World-first ‘super’ magnets built by Tokamak Energy for fusion power plant testing

Oxford-based Tokamak Energy has built what it says is a world-first set of new generation high temperature superconducting (HTS) magnets to be assembled and tested in fusion power plant-relevant scenarios.

Creating clean, sustainable fusion energy requires strong magnetic fields to confine and control the positively-charged hydrogen fuel, which becomes a plasma several times hotter than the Sun.

Tokamak Energy’s new Demo4 facility will consist of 44 individual magnetic coils recently manufactured using 38 kilometres of ground-breaking HTS tape, which carries currents with zero electrical resistance and requires five times less cooling power than traditional superconducting materials.

Demo4 will have a magnetic field strength of more than 18 Tesla (the standard unit of magnetic flux density), nearly a million times stronger than the Earth’s magnetic field.

Full assembly at Tokamak Energy’s headquarters at Milton Park, near Oxford, will complete this year and testing will extend into next year, informing designs and operational scenarios for its advanced prototype, ST80-HTS, and subsequent fusion power plant, ST-E1.

Chris Kelsall, Tokamak Energy CEO, said: “Tokamak Energy has been a pioneer in recognising the opportunity to apply and develop high temperature superconducting technology for fusion energy. The learnings from Demo4 will be a catalyst for delivering the global deployment of compact, low-cost spherical tokamak power plants.

"We are proud to be delivering this worldfirst, complete system of HTS magnetic coils, which will now be assembled into a full tokamak configuration for testing.”

Strong magnetic fields are generated by passing large electrical currents through electromagnet coils that will surround the plasma in future power plants. The magnets are wound with precision from HTS tapes, which are multi-layered conductors made mostly of strong and conductive metals, but with a crucial internal coating of ‘rare earth barium copper oxide’ (REBCO) superconducting material.

Moderna to build vaccine manufacturing centre in UK

USA pharmaceutical company Moderna has announced it is to build a new vaccine manufacturing centre in the UK which will be able to produce up to 250 million vaccines a year.
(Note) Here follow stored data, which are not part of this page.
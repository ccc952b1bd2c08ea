//! Line breaking for shaped glyph runs.

use std::ops::Range;

use super::shaping::{BreakClass, GlyphRun, RunEntry};

/// Slack for accumulated float error when comparing against a max width.
const WIDTH_EPSILON: f32 = 1e-3;

/// Text wrapping policy.
#[derive(Debug, Clone, Copy, PartialEq, Eq, Hash, Default)]
pub enum WrapStyle {
    /// Break only at whitespace. A word wider than the max width gets a
    /// line of its own and overflows.
    #[default]
    Word,
    /// Break between any two grapheme clusters.
    Character,
}

/// One line of a glyph run.
///
/// Leading whitespace at a soft break and all trailing whitespace are
/// excluded from the line.
#[derive(Debug, Clone, Copy)]
pub struct Line<'a> {
    entries: &'a [RunEntry],
    width: f32,
}

impl<'a> Line<'a> {
    fn new(entries: &'a [RunEntry]) -> Self {
        Self {
            entries,
            width: span_width(entries, false),
        }
    }

    /// The entries drawn on this line.
    pub fn entries(&self) -> &'a [RunEntry] {
        self.entries
    }

    /// Sum of the entry advances plus kerning between entries on this line.
    pub fn width(&self) -> f32 {
        self.width
    }

    pub fn is_empty(&self) -> bool {
        self.entries.is_empty()
    }

    /// Byte range of the source text covered by this line.
    pub fn byte_range(&self) -> Range<usize> {
        match (self.entries.first(), self.entries.last()) {
            (Some(first), Some(last)) => first.cluster.start..last.cluster.end,
            _ => 0..0,
        }
    }

    /// The slice of `text` this line shows. `text` must be the string the
    /// run was shaped from.
    pub fn text<'t>(&self, text: &'t str) -> &'t str {
        text.get(self.byte_range()).unwrap_or("")
    }
}

/// Split a run into lines.
///
/// Explicit newlines always break. With `max_width` set, paragraphs are
/// additionally wrapped per `style`; with `None` only newlines break.
pub fn break_lines(run: &GlyphRun, max_width: Option<f32>, style: WrapStyle) -> Vec<Line<'_>> {
    let mut lines = Vec::new();
    for paragraph in run.entries().split(|e| e.class == BreakClass::Newline) {
        match max_width {
            None => lines.push(trimmed(paragraph)),
            Some(max) => match style {
                WrapStyle::Word => wrap_words(paragraph, max, &mut lines),
                WrapStyle::Character => wrap_chars(paragraph, max, &mut lines),
            },
        }
    }
    lines
}

/// The whole run as one line. Newlines draw nothing and do not break.
pub fn single_line(run: &GlyphRun) -> Line<'_> {
    trimmed(run.entries())
}

fn is_space(entry: &RunEntry) -> bool {
    entry.class == BreakClass::Whitespace
}

/// Width of consecutive entries. With `continued` set, the span follows
/// another entry on the same line and its first entry's kerning counts.
fn span_width(entries: &[RunEntry], continued: bool) -> f32 {
    entries
        .iter()
        .enumerate()
        .map(|(i, e)| {
            if i > 0 || continued {
                e.kerning + e.advance
            } else {
                e.advance
            }
        })
        .sum()
}

fn trimmed(entries: &[RunEntry]) -> Line<'_> {
    let end = entries
        .iter()
        .rposition(|e| e.class == BreakClass::Normal)
        .map_or(0, |i| i + 1);
    Line::new(&entries[..end])
}

/// Greedy word wrap. Leading indentation of the paragraph is kept.
fn wrap_words<'a>(paragraph: &'a [RunEntry], max: f32, lines: &mut Vec<Line<'a>>) {
    // (start, end, width) of the line being built; `end` is the end of its
    // last word.
    let mut current: Option<(usize, usize, f32)> = None;
    let mut pos = 0;

    while pos < paragraph.len() {
        let word_start = pos + paragraph[pos..]
            .iter()
            .position(|e| !is_space(e))
            .unwrap_or(paragraph.len() - pos);
        let word_end = word_start + paragraph[word_start..]
            .iter()
            .position(is_space)
            .unwrap_or(paragraph.len() - word_start);
        if word_start == word_end {
            break;
        }

        current = Some(match current {
            None => (pos, word_end, span_width(&paragraph[pos..word_end], false)),
            Some((start, end, width)) => {
                let joined = width + span_width(&paragraph[end..word_end], true);
                if joined <= max + WIDTH_EPSILON {
                    (start, word_end, joined)
                } else {
                    lines.push(Line::new(&paragraph[start..end]));
                    let word = &paragraph[word_start..word_end];
                    (word_start, word_end, span_width(word, false))
                }
            }
        });
        pos = word_end;
    }

    match current {
        Some((start, end, _)) => lines.push(Line::new(&paragraph[start..end])),
        None => lines.push(Line::new(&paragraph[..0])),
    }
}

/// Break before the first grapheme that would overflow. Whitespace never
/// starts a break; it hangs past the edge and is trimmed.
fn wrap_chars<'a>(paragraph: &'a [RunEntry], max: f32, lines: &mut Vec<Line<'a>>) {
    let mut start = 0;
    let mut width = 0.0;

    for (i, entry) in paragraph.iter().enumerate() {
        let breakable = i > start && entry.grapheme_start && !is_space(entry);
        let step = if i > start {
            entry.kerning + entry.advance
        } else {
            entry.advance
        };
        if breakable && width + step > max + WIDTH_EPSILON {
            lines.push(trimmed(&paragraph[start..i]));
            start = i;
            width = entry.advance;
            continue;
        }
        width += step;
    }
    lines.push(trimmed(&paragraph[start..]));
}
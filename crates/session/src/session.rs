//! One interactive bookkeeping session.
//!
//! The session owns the journal and the two running liquidity balances; every
//! report is recomputed from the journal on request. Nothing outlives the
//! session.

use chrono::NaiveDate;
use rust_decimal::Decimal;
use serde::Serialize;

use libro_accounting::{
    AccountMovement, EntryBuilder, GeneralLedger, IncomeStatement, JournalEntry, JournalRow,
    JournalTotals, Ledger, Side, Transaction, TrialBalance, accounts, movements,
};
use libro_cash::{DenominationBreakdown, Reconciliation, count_cash};
use libro_core::{Entity, SessionId};

use crate::config::SessionConfig;
use crate::error::SessionResult;

/// Running cash ("Caja") and bank ("Bancos") balances.
#[derive(Debug, Clone, Copy, Default, PartialEq, Eq, Serialize)]
pub struct Liquidity {
    pub cash: Decimal,
    pub bank: Decimal,
}

impl Liquidity {
    fn apply(&mut self, entry: &JournalEntry) {
        for (side, line) in entry.postings() {
            let delta = match side {
                Side::Debit => line.amount,
                Side::Credit => -line.amount,
            };
            match line.account.as_str() {
                accounts::CASH => self.cash += delta,
                accounts::BANK => self.bank += delta,
                _ => {}
            }
        }
    }
}

/// A cash count checked against the counted amount and against the books.
#[derive(Debug, Clone, PartialEq, Eq, Serialize)]
pub struct CashCountReport {
    pub breakdown: DenominationBreakdown,
    pub against_amount: Reconciliation,
    pub against_books: Reconciliation,
}

/// Everything the presentation layer renders, in one serializable value.
#[derive(Debug, Clone, PartialEq, Eq, Serialize)]
pub struct SessionReport {
    pub company_name: String,
    pub journal: Vec<JournalRow>,
    pub journal_totals: JournalTotals,
    pub general_ledger: GeneralLedger,
    pub trial_balance: TrialBalance,
    pub income_statement: IncomeStatement,
    pub liquidity: Liquidity,
}

#[derive(Debug, Clone)]
pub struct Session {
    id: SessionId,
    config: SessionConfig,
    ledger: Ledger,
    liquidity: Liquidity,
}

impl Session {
    pub fn new(config: SessionConfig) -> Self {
        let id = SessionId::new();
        tracing::info!(session_id = %id, company = %config.company_name, "session started");
        Self {
            id,
            config,
            ledger: Ledger::new(),
            liquidity: Liquidity::default(),
        }
    }

    pub fn id(&self) -> SessionId {
        self.id
    }

    pub fn config(&self) -> &SessionConfig {
        &self.config
    }

    pub fn ledger(&self) -> &Ledger {
        &self.ledger
    }

    pub fn liquidity(&self) -> Liquidity {
        self.liquidity
    }

    /// Record a templated business transaction.
    pub fn record(&mut self, date: NaiveDate, transaction: Transaction) -> SessionResult<&JournalEntry> {
        let span = tracing::info_span!("record", session_id = %self.id, concept = transaction.concept());
        let _guard = span.enter();

        let entry = transaction.entry(date)?;
        Ok(self.commit(entry))
    }

    /// Record a free-form entry. Rejected entries leave the session untouched.
    pub fn post(&mut self, builder: EntryBuilder) -> SessionResult<&JournalEntry> {
        let span = tracing::info_span!("post", session_id = %self.id);
        let _guard = span.enter();

        let entry = builder.build()?;
        Ok(self.commit(entry))
    }

    fn commit(&mut self, entry: JournalEntry) -> &JournalEntry {
        self.liquidity.apply(&entry);
        let entry = self.ledger.append(entry);
        tracing::info!(
            entry_id = %entry.id(),
            total = %entry.total_debit(),
            "journal entry recorded"
        );
        entry
    }

    pub fn journal_totals(&self) -> JournalTotals {
        self.ledger.totals()
    }

    pub fn general_ledger(&self) -> GeneralLedger {
        GeneralLedger::aggregate(&self.ledger)
    }

    pub fn movements(&self, account: &str) -> Vec<AccountMovement> {
        movements(&self.ledger, account)
    }

    pub fn trial_balance(&self) -> TrialBalance {
        TrialBalance::derive(&self.general_ledger())
    }

    pub fn income_statement(&self) -> IncomeStatement {
        IncomeStatement::derive(&self.general_ledger())
    }

    /// Break a counted cash total into denominations and check it.
    pub fn count_cash(&self, amount: Decimal) -> SessionResult<CashCountReport> {
        let breakdown = count_cash(amount)?;
        let tolerance = self.config.reconciliation_tolerance;

        let report = CashCountReport {
            against_amount: breakdown.verify(amount, tolerance),
            against_books: breakdown.verify(self.liquidity.cash, tolerance),
            breakdown,
        };

        if !report.against_books.is_correct {
            tracing::warn!(
                session_id = %self.id,
                counted = %report.against_books.counted,
                books = %self.liquidity.cash,
                "cash count does not match the books"
            );
        }
        Ok(report)
    }

    pub fn report(&self) -> SessionReport {
        let general_ledger = self.general_ledger();
        SessionReport {
            company_name: self.config.company_name.clone(),
            journal: self.ledger.rows(),
            journal_totals: self.ledger.totals(),
            trial_balance: TrialBalance::derive(&general_ledger),
            income_statement: IncomeStatement::derive(&general_ledger),
            general_ledger,
            liquidity: self.liquidity,
        }
    }
}

impl Default for Session {
    fn default() -> Self {
        Self::new(SessionConfig::default())
    }
}

#[cfg(test)]
mod tests {
    use super::*;
    use libro_accounting::{LedgerError, TransferDirection};
    use rust_decimal_macros::dec;

    use crate::error::SessionError;

    fn test_date() -> NaiveDate {
        NaiveDate::from_ymd_opt(2025, 4, 10).unwrap()
    }

    #[test]
    fn recorded_entries_update_liquidity() {
        let mut session = Session::default();
        session
            .record(
                test_date(),
                Transaction::Opening {
                    cash: dec!(8512990.00),
                    bank: dec!(481000.00),
                },
            )
            .unwrap();
        session
            .record(test_date(), Transaction::Purchase { net: dec!(2000.00) })
            .unwrap();
        session
            .record(
                test_date(),
                Transaction::Transfer {
                    direction: TransferDirection::CashToBank,
                    amount: dec!(12990.00),
                },
            )
            .unwrap();

        assert_eq!(
            session.liquidity(),
            Liquidity {
                cash: dec!(8500000.00),
                bank: dec!(491670.00),
            }
        );
    }

    #[test]
    fn rejected_entry_leaves_session_untouched() {
        let mut session = Session::default();
        let err = session
            .post(
                EntryBuilder::new(test_date(), "Descuadrado")
                    .debit(accounts::CASH, dec!(100))
                    .credit(accounts::CAPITAL, dec!(90)),
            )
            .unwrap_err();

        assert!(matches!(err, SessionError::Ledger(LedgerError::Unbalanced { .. })));
        assert!(session.ledger().is_empty());
        assert_eq!(session.liquidity(), Liquidity::default());
    }

    #[test]
    fn cash_count_is_checked_against_books() {
        let mut session = Session::default();
        session
            .record(
                test_date(),
                Transaction::Opening {
                    cash: dec!(1888.50),
                    bank: Decimal::ZERO,
                },
            )
            .unwrap();

        let matching = session.count_cash(dec!(1888.50)).unwrap();
        assert!(matching.against_amount.is_correct);
        assert!(matching.against_books.is_correct);

        let short = session.count_cash(dec!(1800)).unwrap();
        assert!(short.against_amount.is_correct);
        assert!(!short.against_books.is_correct);
        assert_eq!(short.against_books.discrepancy, dec!(88.50));
    }

    #[test]
    fn negative_cash_count_is_rejected() {
        let session = Session::default();
        assert!(matches!(
            session.count_cash(dec!(-5)),
            Err(SessionError::Cash(_))
        ));
    }

    #[test]
    fn report_bundles_all_views() {
        let mut session = Session::default();
        session
            .record(test_date(), Transaction::CashSale { amount: dec!(1160) })
            .unwrap();

        let report = session.report();
        assert_eq!(report.company_name, "GameVerse Studios");
        assert_eq!(report.journal.len(), 3);
        assert!(report.journal_totals.is_balanced());
        assert!(report.trial_balance.is_balanced());
        assert_eq!(report.income_statement.net_sales, dec!(1000));
        assert_eq!(report.liquidity.bank, dec!(1160));

        let json = serde_json::to_value(&report).unwrap();
        assert_eq!(json["company_name"], "GameVerse Studios");
        assert!(json["general_ledger"]["Ventas"].is_object());
    }
}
The investment means NHS patients will be able to receive UK-manufactured mRNA vaccines.

The location of the new centre has yet to be be announced.

The news comes after the government controversially sold its Vaccines Manufacturing Innovation Centre at Harwell to Catalent last year

Catalent, the USA pharmaceutical contract development and manufacturing business, promised to invest millions to complete the facility and equip it with state-of-the-art capabilities, but in November it was reported that the company had rowed back on its promises and paused work to complete the facility.

Moderna has committed to invest substantial funding in UK-based R&D activities over a 10-year period. This will include running a significant number of clinical trials here. It has also pledged to fund grants for UK universities, including PhD places and research programmes.

Construction of Modern's new vaccine facility is expected to begin this year, with the first mRNA vaccine expected to be produced in the UK in 2025.